(Saved entries)
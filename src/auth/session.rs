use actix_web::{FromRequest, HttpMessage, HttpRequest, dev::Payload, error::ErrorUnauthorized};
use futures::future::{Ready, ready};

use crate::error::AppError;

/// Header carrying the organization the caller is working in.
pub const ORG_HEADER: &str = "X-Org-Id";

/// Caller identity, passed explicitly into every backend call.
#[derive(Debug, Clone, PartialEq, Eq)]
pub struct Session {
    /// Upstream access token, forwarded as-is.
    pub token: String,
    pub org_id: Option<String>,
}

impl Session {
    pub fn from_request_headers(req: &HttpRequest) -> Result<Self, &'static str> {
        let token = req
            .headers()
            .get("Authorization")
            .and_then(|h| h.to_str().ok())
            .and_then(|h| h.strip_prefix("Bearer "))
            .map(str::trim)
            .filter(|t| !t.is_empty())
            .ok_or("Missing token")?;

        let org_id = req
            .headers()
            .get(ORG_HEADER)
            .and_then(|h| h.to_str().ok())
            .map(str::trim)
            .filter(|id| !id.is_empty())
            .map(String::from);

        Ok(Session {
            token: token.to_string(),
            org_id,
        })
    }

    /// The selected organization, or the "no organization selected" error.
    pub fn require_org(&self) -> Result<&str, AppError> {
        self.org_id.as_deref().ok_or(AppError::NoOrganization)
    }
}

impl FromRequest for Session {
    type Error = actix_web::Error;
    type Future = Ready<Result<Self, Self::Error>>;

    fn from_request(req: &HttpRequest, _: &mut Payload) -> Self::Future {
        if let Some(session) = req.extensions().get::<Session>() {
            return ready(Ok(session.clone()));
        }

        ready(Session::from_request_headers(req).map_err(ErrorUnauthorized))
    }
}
* * *
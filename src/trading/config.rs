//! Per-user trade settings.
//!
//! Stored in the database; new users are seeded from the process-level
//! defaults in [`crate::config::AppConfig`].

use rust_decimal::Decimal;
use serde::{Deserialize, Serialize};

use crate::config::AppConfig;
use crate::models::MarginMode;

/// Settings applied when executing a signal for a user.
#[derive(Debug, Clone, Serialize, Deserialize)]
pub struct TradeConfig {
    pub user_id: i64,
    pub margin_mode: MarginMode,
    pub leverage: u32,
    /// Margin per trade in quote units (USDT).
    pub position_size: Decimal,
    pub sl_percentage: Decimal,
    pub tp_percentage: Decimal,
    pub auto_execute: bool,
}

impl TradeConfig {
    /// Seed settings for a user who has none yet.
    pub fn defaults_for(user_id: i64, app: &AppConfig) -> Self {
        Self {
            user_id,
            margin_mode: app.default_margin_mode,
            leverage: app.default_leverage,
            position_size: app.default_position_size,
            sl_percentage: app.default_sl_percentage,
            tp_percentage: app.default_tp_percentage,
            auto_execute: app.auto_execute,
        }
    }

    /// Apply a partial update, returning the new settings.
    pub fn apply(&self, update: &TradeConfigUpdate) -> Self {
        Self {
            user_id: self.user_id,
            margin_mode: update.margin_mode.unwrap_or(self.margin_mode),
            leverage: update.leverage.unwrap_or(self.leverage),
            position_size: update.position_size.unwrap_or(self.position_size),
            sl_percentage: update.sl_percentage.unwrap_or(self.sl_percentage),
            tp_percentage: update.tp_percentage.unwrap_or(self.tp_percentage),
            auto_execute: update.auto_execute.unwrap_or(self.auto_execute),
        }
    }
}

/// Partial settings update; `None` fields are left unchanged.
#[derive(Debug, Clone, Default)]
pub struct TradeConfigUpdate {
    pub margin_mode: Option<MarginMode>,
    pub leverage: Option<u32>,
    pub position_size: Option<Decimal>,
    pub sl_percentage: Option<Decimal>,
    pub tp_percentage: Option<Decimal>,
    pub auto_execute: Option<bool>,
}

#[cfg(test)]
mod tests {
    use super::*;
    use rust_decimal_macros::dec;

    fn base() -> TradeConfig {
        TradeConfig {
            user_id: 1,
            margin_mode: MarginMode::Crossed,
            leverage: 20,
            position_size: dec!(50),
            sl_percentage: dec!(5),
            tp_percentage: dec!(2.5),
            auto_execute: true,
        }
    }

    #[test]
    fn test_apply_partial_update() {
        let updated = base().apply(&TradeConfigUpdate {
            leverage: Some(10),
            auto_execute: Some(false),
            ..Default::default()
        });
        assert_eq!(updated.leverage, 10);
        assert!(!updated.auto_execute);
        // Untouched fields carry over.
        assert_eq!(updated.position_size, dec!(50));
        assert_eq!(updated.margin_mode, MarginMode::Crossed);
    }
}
==
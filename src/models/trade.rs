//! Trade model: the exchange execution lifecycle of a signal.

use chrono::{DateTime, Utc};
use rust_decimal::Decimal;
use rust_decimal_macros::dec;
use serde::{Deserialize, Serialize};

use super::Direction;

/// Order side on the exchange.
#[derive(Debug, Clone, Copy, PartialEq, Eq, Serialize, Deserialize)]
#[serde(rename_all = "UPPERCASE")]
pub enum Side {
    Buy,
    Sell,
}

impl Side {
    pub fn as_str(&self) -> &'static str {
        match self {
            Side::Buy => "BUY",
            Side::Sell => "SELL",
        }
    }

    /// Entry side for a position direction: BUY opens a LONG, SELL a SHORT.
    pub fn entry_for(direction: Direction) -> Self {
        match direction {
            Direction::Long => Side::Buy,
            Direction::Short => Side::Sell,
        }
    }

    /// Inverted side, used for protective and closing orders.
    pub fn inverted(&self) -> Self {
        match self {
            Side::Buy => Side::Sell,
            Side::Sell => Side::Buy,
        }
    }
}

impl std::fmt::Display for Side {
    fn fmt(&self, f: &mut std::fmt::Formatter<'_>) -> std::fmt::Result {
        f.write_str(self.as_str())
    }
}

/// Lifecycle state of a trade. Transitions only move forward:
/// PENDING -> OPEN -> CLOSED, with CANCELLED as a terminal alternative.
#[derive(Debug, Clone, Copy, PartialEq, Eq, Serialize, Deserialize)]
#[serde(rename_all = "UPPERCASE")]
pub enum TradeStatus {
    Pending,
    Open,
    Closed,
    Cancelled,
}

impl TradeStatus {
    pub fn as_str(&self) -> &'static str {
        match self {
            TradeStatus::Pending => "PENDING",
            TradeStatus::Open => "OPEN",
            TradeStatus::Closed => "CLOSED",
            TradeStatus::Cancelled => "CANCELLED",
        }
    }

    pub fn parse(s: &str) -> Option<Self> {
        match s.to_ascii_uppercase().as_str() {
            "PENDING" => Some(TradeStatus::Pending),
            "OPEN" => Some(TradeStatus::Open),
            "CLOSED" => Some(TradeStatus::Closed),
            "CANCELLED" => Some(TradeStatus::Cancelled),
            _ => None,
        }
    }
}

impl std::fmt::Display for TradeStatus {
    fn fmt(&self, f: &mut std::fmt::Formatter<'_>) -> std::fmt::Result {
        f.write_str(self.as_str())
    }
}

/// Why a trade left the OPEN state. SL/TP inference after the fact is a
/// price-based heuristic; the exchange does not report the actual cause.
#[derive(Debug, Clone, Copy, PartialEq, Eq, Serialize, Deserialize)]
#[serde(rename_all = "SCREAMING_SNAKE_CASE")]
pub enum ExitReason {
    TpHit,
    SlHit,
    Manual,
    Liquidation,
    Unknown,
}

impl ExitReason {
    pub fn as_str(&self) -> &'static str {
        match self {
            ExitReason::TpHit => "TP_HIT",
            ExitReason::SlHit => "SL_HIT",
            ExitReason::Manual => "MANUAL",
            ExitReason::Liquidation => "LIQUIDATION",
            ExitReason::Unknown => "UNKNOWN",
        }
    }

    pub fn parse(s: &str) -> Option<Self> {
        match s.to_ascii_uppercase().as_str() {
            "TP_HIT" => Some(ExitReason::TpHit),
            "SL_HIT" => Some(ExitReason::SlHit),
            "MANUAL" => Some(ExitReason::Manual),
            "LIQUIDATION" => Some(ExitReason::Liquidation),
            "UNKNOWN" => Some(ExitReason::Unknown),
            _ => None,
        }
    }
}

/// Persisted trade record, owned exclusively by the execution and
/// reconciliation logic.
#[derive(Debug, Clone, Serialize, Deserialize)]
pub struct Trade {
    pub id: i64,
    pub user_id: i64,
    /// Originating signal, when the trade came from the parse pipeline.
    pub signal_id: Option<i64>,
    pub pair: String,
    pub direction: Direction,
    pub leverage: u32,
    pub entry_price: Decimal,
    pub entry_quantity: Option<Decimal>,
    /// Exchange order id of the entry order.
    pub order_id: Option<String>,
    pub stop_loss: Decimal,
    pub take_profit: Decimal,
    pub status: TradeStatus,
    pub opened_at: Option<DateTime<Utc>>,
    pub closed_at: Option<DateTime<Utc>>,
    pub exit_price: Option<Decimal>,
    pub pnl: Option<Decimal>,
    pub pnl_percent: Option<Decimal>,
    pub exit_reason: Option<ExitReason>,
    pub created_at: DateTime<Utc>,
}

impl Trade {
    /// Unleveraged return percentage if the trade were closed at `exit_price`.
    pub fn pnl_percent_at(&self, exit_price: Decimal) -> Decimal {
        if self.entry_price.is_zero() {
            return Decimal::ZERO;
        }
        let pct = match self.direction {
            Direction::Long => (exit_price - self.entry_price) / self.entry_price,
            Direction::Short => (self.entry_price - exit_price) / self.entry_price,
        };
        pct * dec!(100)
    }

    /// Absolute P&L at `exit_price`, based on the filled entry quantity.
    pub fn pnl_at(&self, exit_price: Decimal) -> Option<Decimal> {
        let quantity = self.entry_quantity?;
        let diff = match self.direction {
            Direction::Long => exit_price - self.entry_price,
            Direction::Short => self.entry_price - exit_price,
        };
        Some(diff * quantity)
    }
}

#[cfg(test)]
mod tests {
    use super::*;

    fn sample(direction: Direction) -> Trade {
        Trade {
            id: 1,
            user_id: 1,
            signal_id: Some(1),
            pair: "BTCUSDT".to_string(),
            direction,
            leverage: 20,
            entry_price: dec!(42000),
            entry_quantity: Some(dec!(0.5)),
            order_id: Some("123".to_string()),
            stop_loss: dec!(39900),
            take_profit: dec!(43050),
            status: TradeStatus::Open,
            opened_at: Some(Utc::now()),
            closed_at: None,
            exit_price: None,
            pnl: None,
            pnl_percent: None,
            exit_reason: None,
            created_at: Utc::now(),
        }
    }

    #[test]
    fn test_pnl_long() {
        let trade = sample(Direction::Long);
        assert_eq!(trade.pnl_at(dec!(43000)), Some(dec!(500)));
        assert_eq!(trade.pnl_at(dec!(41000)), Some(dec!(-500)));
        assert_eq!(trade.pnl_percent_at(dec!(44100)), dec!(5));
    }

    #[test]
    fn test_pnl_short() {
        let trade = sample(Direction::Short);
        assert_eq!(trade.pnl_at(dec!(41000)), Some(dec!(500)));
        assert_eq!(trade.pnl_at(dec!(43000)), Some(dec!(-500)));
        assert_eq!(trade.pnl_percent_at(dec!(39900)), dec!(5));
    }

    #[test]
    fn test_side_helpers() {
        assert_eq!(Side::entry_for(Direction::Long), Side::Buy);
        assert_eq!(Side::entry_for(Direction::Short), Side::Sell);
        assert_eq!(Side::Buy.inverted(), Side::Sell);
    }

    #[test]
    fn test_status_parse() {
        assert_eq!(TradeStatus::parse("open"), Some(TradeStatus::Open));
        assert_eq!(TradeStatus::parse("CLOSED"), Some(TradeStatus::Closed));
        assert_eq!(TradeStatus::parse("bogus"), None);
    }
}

> **WHAT THE EXERCISE ASKS**
The response must hold only the lines above from the line with "filename src/auth/session.rs" through the line with "token, forwarded as-is.", each copied exactly, both ends kept.

> **ANSWER TO THE PROBLEM**
filename src/auth/session.rs
use actix_web::{FromRequest, HttpMessage, HttpRequest, dev::Payload, error::ErrorUnauthorized};
use futures::future::{Ready, ready};

use crate::error::AppError;

/// Header carrying the organization the caller is working in.
pub const ORG_HEADER: &str = "X-Org-Id";

/// Caller identity, passed explicitly into every backend call.
#[derive(Debug, Clone, PartialEq, Eq)]
pub struct Session {
    /// Upstream access token, forwarded as-is.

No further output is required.